■ What the exercise asks:
Collect each line of the entries that holds the string "derive".
==========
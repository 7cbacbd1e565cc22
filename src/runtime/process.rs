//! Subprocess runners
//!
//! Two runners with identical observable behavior, one per pool strategy:
//! an async path on `tokio::process` for process-strategy workers, and a
//! blocking path on `std::process` for workers hosted on the blocking thread
//! pool. Both return the real exit status, drain captured streams fully, and
//! guarantee that a reported timeout killed the process first.

use bytes::Bytes;
use std::io::ErrorKind;
use std::process::Stdio;
use std::time::{Duration, Instant};
use tokio::io::AsyncWriteExt;
use tracing::trace;

use crate::core::{Command, Error, ExecOptions, ExecutionOutcome, Result};

/// How often the blocking runner re-checks a child against its deadline.
const WAIT_POLL_INTERVAL: Duration = Duration::from_millis(10);

/// Execute one command on the ambient async scheduler
///
/// The child is spawned with kill-on-drop, so abandoning the returned future
/// at any await point terminates the process. Stdin is written concurrently
/// with output draining, which keeps large inputs from deadlocking against a
/// full output pipe.
pub async fn execute_command(command: &Command, options: &ExecOptions) -> Result<ExecutionOutcome> {
    if command.program().is_empty() {
        return Err(Error::launch("empty program name"));
    }
    trace!(command = %command, "spawning child process");

    let mut cmd = tokio::process::Command::new(command.program());
    cmd.args(command.argv());
    cmd.kill_on_drop(true);
    if let Some(dir) = &options.working_dir {
        cmd.current_dir(dir);
    }
    cmd.envs(&options.env);
    if options.input.is_some() {
        cmd.stdin(Stdio::piped());
    }
    if options.capture_output {
        cmd.stdout(Stdio::piped());
        cmd.stderr(Stdio::piped());
    }

    let mut child = cmd.spawn().map_err(|e| launch_error(command, &e))?;

    let stdin = child.stdin.take();
    let input = options.input.clone();
    let feed = async move {
        if let (Some(mut stdin), Some(data)) = (stdin, input) {
            if let Err(e) = stdin.write_all(&data).await {
                // The child may exit without reading its input.
                if e.kind() != ErrorKind::BrokenPipe {
                    return Err(e);
                }
            }
        }
        Ok::<(), std::io::Error>(())
    };

    let capture = options.capture_output;
    let wait = async move {
        if capture {
            let output = child.wait_with_output().await?;
            Ok(ExecutionOutcome::from_output(output))
        } else {
            let status = child.wait().await?;
            Ok(ExecutionOutcome::from_status(status))
        }
    };

    let finished = async {
        let (fed, outcome) = tokio::join!(feed, wait);
        fed?;
        outcome
    };

    match options.timeout {
        // Dropping the elapsed wait future drops the child, which kills it.
        Some(limit) => match tokio::time::timeout(limit, finished).await {
            Ok(outcome) => outcome,
            Err(_) => Err(Error::Timeout(limit)),
        },
        None => finished.await,
    }
}

/// Execute one command synchronously, blocking the calling thread
///
/// This is the worker body for [`PoolStrategy::Thread`](crate::PoolStrategy):
/// the whole spawn-drain-wait cycle runs on one blocking-pool thread. Output
/// streams are drained on dedicated reader threads so a chatty child cannot
/// deadlock against a full pipe while the worker waits on it.
pub fn execute_command_blocking(command: &Command, options: &ExecOptions) -> Result<ExecutionOutcome> {
    if command.program().is_empty() {
        return Err(Error::launch("empty program name"));
    }
    trace!(command = %command, "spawning child process (blocking)");

    let mut cmd = std::process::Command::new(command.program());
    cmd.args(command.argv());
    if let Some(dir) = &options.working_dir {
        cmd.current_dir(dir);
    }
    cmd.envs(&options.env);
    if options.input.is_some() {
        cmd.stdin(Stdio::piped());
    }
    if options.capture_output {
        cmd.stdout(Stdio::piped());
        cmd.stderr(Stdio::piped());
    }

    let mut child = cmd.spawn().map_err(|e| launch_error(command, &e))?;

    let writer = match (child.stdin.take(), options.input.clone()) {
        (Some(mut stdin), Some(data)) => Some(std::thread::spawn(move || {
            use std::io::Write;
            match stdin.write_all(&data) {
                Err(e) if e.kind() != ErrorKind::BrokenPipe => Err(e),
                _ => Ok(()),
            }
        })),
        _ => None,
    };

    let stdout_reader = child.stdout.take().map(|mut pipe| {
        std::thread::spawn(move || {
            use std::io::Read;
            let mut buf = Vec::new();
            pipe.read_to_end(&mut buf).map(|_| buf)
        })
    });
    let stderr_reader = child.stderr.take().map(|mut pipe| {
        std::thread::spawn(move || {
            use std::io::Read;
            let mut buf = Vec::new();
            pipe.read_to_end(&mut buf).map(|_| buf)
        })
    });

    let waited = match options.timeout {
        Some(limit) => wait_with_deadline(&mut child, limit),
        None => child.wait().map_err(Error::from),
    };

    // Join the helper threads on every path; after a kill the pipes hit EOF,
    // so the readers terminate.
    if let Some(handle) = writer {
        match handle.join() {
            Ok(Ok(())) => {}
            Ok(Err(e)) => return Err(e.into()),
            Err(_) => return Err(Error::pool("stdin writer thread panicked")),
        }
    }
    let stdout = drain_reader(stdout_reader)?;
    let stderr = drain_reader(stderr_reader)?;

    let status = waited?;
    Ok(ExecutionOutcome::from_parts(status, stdout, stderr))
}

/// Wait for a child with a deadline, killing and reaping it on expiry.
fn wait_with_deadline(
    child: &mut std::process::Child,
    limit: Duration,
) -> Result<std::process::ExitStatus> {
    let deadline = Instant::now() + limit;
    loop {
        if let Some(status) = child.try_wait()? {
            return Ok(status);
        }
        if Instant::now() >= deadline {
            let _ = child.kill();
            let _ = child.wait();
            return Err(Error::Timeout(limit));
        }
        std::thread::sleep(WAIT_POLL_INTERVAL);
    }
}

fn drain_reader(
    handle: Option<std::thread::JoinHandle<std::io::Result<Vec<u8>>>>,
) -> Result<Option<Bytes>> {
    match handle {
        None => Ok(None),
        Some(handle) => match handle.join() {
            Ok(Ok(buf)) => Ok(Some(Bytes::from(buf))),
            Ok(Err(e)) => Err(e.into()),
            Err(_) => Err(Error::pool("output reader thread panicked")),
        },
    }
}

fn launch_error(command: &Command, error: &std::io::Error) -> Error {
    match error.kind() {
        ErrorKind::NotFound => Error::launch(format!("command not found: {}", command.program())),
        ErrorKind::PermissionDenied => {
            Error::launch(format!("permission denied: {}", command.program()))
        }
        _ => Error::launch(format!("{}: {}", command.program(), error)),
    }
}
//! # cmdstream
//!
//! Async subprocess execution for Rust: run external commands in parallel
//! across a bounded worker pool and stream results back **in completion
//! order** - the first command to finish is the first one you see, whatever
//! order you submitted in.
//!
//! The calling task never blocks. Blocking subprocess waits are hosted on
//! pool workers (one OS process per command, or blocking-pool threads), and
//! every wait on the calling side is a cooperative suspension point.
//!
//! ## Quick start
//!
//! Run a single command:
//!
//! ```rust,no_run
//! use cmdstream::{run, ExecOptions};
//!
//! # #[tokio::main]
//! # async fn main() -> cmdstream::Result<()> {
//! let outcome = run("whoami", ExecOptions::new().capture_output(true)).await?;
//! println!("{}: {}", outcome.status, outcome.stdout_text().unwrap_or_default());
//! # Ok(())
//! # }
//! ```
//!
//! Fan a set of commands out and consume outcomes as they complete:
//!
//! ```rust,no_run
//! use cmdstream::{parallel, Command, ExecOptions};
//! use futures::StreamExt;
//!
//! # #[tokio::main]
//! # async fn main() -> cmdstream::Result<()> {
//! let commands = (0..16).map(|i| Command::new("git").arg("fetch").arg(format!("remote-{i}")));
//! let mut outcomes = parallel(commands)
//!     .options(ExecOptions::new().capture_output(true).max_workers(4))
//!     .stream();
//!
//! while let Some(outcome) = outcomes.next().await {
//!     println!("finished with status {}", outcome?.status);
//! }
//! # Ok(())
//! # }
//! ```
//!
//! Or await the whole call with filtering and reduction applied lazily:
//!
//! ```rust,no_run
//! use cmdstream::{parallel, Command, ExecOptions};
//!
//! # #[tokio::main]
//! # async fn main() -> cmdstream::Result<()> {
//! let failures = parallel(["./check-a", "./check-b", "./check-c"].map(Command::new))
//!     .options(ExecOptions::new().capture_output(true))
//!     .filter(|outcome| !outcome.success())
//!     .reduce(|outcomes| outcomes.len())
//!     .await?;
//! assert_eq!(failures, 0);
//! # Ok(())
//! # }
//! ```
//!
//! ## Pool strategies
//!
//! [`PoolStrategy::Process`] (the default) gives every in-flight command its
//! own OS process and kills stragglers when a run is abandoned.
//! [`PoolStrategy::Thread`] hosts the blocking waits on the runtime's thread
//! pool; abandoned commands finish in the background and are discarded, since
//! threads cannot be forcibly killed. Both produce identical outcomes for a
//! completed run.
//!
//! ## Errors
//!
//! A non-zero exit status is **not** an error - it is ordinary data on
//! [`ExecutionOutcome`]. [`Error::Launch`] and [`Error::Timeout`] are local
//! to one command and appear in the sequence where that command's outcome
//! would have been; [`Error::Pool`] aborts a whole `parallel` call before any
//! outcome is yielded.

pub mod core;
pub mod runtime;

// Re-export the public surface at the crate root
pub use crate::core::{Command, Error, ExecOptions, ExecutionOutcome, Result};
pub use crate::runtime::{parallel, run, LazyStream, OutcomeStream, Parallel, PoolStrategy, WorkerPool};
//! Bounded worker pools for parallel command execution
//!
//! This module handles:
//! - The two interchangeable execution strategies ([`PoolStrategy`])
//! - Admission control via a semaphore sized to the worker count
//! - Completion-ordered fan-in over a [`tokio::task::JoinSet`]

use std::sync::Arc;
use std::task::{Context, Poll};
use tokio::sync::Semaphore;
use tokio::task::JoinSet;
use tracing::{debug, trace};

use crate::core::{Command, Error, ExecOptions, ExecutionOutcome, Result};
use crate::runtime::process;

/// Which kind of worker hosts the blocking subprocess wait
///
/// Both strategies expose the identical submission interface and produce the
/// same outcomes; the difference is what happens to still-running commands
/// when the pool is torn down early:
///
/// - [`Process`](Self::Process): every in-flight command is its own operating
///   system process, awaited asynchronously. Teardown kills still-running
///   children.
/// - [`Thread`](Self::Thread): the wait is hosted on the runtime's blocking
///   thread pool. Threads cannot be forcibly killed, so on teardown
///   still-running commands finish in the background and their results are
///   discarded.
#[derive(Debug, Clone, Copy, PartialEq, Eq, Default)]
pub enum PoolStrategy {
    /// One OS process per in-flight command; teardown kills stragglers
    #[default]
    Process,
    /// Blocking-pool threads host the wait; stragglers finish and are discarded
    Thread,
}

/// A scoped, bounded set of workers executing submitted commands
///
/// The pool is exclusively owned by one `parallel` call for the duration of
/// that call. Submission is unbounded; execution is bounded by the worker
/// count through a semaphore acquired as each task's first await. Dropping
/// the pool aborts all outstanding tasks, which is the scoped release that
/// fires on every exit path.
#[derive(Debug)]
pub struct WorkerPool {
    strategy: PoolStrategy,
    permits: Arc<Semaphore>,
    workers: usize,
    tasks: JoinSet<Result<ExecutionOutcome>>,
}

impl WorkerPool {
    /// Acquire a pool with the given strategy and worker count
    ///
    /// The worker count defaults to the number of available processor cores.
    ///
    /// # Errors
    ///
    /// Returns [`Error::Pool`] if the requested worker count is zero.
    pub fn new(strategy: PoolStrategy, max_workers: Option<usize>) -> Result<Self> {
        let workers = max_workers.unwrap_or_else(num_cpus::get);
        if workers == 0 {
            return Err(Error::pool("worker pool requires at least one worker"));
        }
        debug!(?strategy, workers, "acquired worker pool");
        Ok(Self {
            strategy,
            permits: Arc::new(Semaphore::new(workers)),
            workers,
            tasks: JoinSet::new(),
        })
    }

    /// The execution strategy this pool was acquired with
    pub fn strategy(&self) -> PoolStrategy {
        self.strategy
    }

    /// The number of workers bounding concurrent execution
    pub fn workers(&self) -> usize {
        self.workers
    }

    /// The number of submitted tasks not yet resolved
    pub fn outstanding(&self) -> usize {
        self.tasks.len()
    }

    /// Submit one command for execution
    ///
    /// The task is spawned immediately; it runs once a worker permit frees
    /// up. Must be called from within a tokio runtime.
    pub fn submit(&mut self, command: Command, options: ExecOptions) {
        trace!(command = %command, "submitting command to pool");
        let permits = Arc::clone(&self.permits);
        match self.strategy {
            PoolStrategy::Process => {
                self.tasks.spawn(async move {
                    let _permit = permits
                        .acquire_owned()
                        .await
                        .map_err(|_| Error::pool("worker pool closed"))?;
                    process::execute_command(&command, &options).await
                });
            }
            PoolStrategy::Thread => {
                self.tasks.spawn(async move {
                    let _permit = permits
                        .acquire_owned()
                        .await
                        .map_err(|_| Error::pool("worker pool closed"))?;
                    tokio::task::spawn_blocking(move || {
                        process::execute_command_blocking(&command, &options)
                    })
                    .await
                    .unwrap_or_else(|e| Err(Error::pool(format!("worker thread failed: {e}"))))
                });
            }
        }
    }

    /// Poll for the next resolved task, in completion order
    ///
    /// A worker panic surfaces as [`Error::Pool`] at that task's position
    /// without affecting sibling tasks.
    pub fn poll_join_next(&mut self, cx: &mut Context<'_>) -> Poll<Option<Result<ExecutionOutcome>>> {
        match self.tasks.poll_join_next(cx) {
            Poll::Pending => Poll::Pending,
            Poll::Ready(None) => Poll::Ready(None),
            Poll::Ready(Some(Ok(result))) => Poll::Ready(Some(result)),
            Poll::Ready(Some(Err(join_error))) => Poll::Ready(Some(Err(Error::pool(format!(
                "worker task failed: {join_error}"
            ))))),
        }
    }

    /// Await the next resolved task, in completion order
    pub async fn join_next(&mut self) -> Option<Result<ExecutionOutcome>> {
        std::future::poll_fn(|cx| self.poll_join_next(cx)).await
    }
}

impl Drop for WorkerPool {
    fn drop(&mut self) {
        if !self.tasks.is_empty() {
            debug!(
                outstanding = self.tasks.len(),
                strategy = ?self.strategy,
                "tearing down worker pool with outstanding tasks"
            );
        }
    }
}

#[cfg(test)]
mod tests {
    use super::*;
    use std::time::{Duration, Instant};

    #[test]
    fn test_zero_workers_is_pool_error() {
        let result = WorkerPool::new(PoolStrategy::Process, Some(0));
        assert!(matches!(result, Err(Error::Pool(_))));
    }

    #[test]
    fn test_default_worker_count_is_core_count() {
        let pool = WorkerPool::new(PoolStrategy::Thread, None).unwrap();
        assert_eq!(pool.workers(), num_cpus::get());
    }

    #[tokio::test]
    async fn test_submit_and_join() {
        let mut pool = WorkerPool::new(PoolStrategy::Process, Some(2)).unwrap();
        pool.submit(
            Command::new("echo").arg("one"),
            ExecOptions::new().capture_output(true),
        );
        assert_eq!(pool.outstanding(), 1);

        let outcome = pool.join_next().await.unwrap().unwrap();
        assert_eq!(outcome.stdout_text().unwrap().trim(), "one");
        assert!(pool.join_next().await.is_none());
    }

    #[tokio::test]
    async fn test_workers_bound_execution() {
        // Four 300ms sleeps on two workers cannot finish in one batch.
        let mut pool = WorkerPool::new(PoolStrategy::Thread, Some(2)).unwrap();
        for _ in 0..4 {
            pool.submit(Command::new("sleep").arg("0.3"), ExecOptions::new());
        }

        let started = Instant::now();
        let mut resolved = 0;
        while let Some(result) = pool.join_next().await {
            result.unwrap();
            resolved += 1;
        }
        assert_eq!(resolved, 4);
        assert!(started.elapsed() >= Duration::from_millis(550));
    }

    #[tokio::test]
    async fn test_strategies_share_submission_interface() {
        for strategy in [PoolStrategy::Process, PoolStrategy::Thread] {
            let mut pool = WorkerPool::new(strategy, Some(2)).unwrap();
            pool.submit(
                Command::new("echo").arg("same"),
                ExecOptions::new().capture_output(true),
            );
            let outcome = pool.join_next().await.unwrap().unwrap();
            assert_eq!(outcome.stdout_text().unwrap().trim(), "same");
        }
    }
}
==========
■ Answer to this exercise:
#[derive(Debug, Clone, Copy, PartialEq, Eq, Default)]
#[derive(Debug)]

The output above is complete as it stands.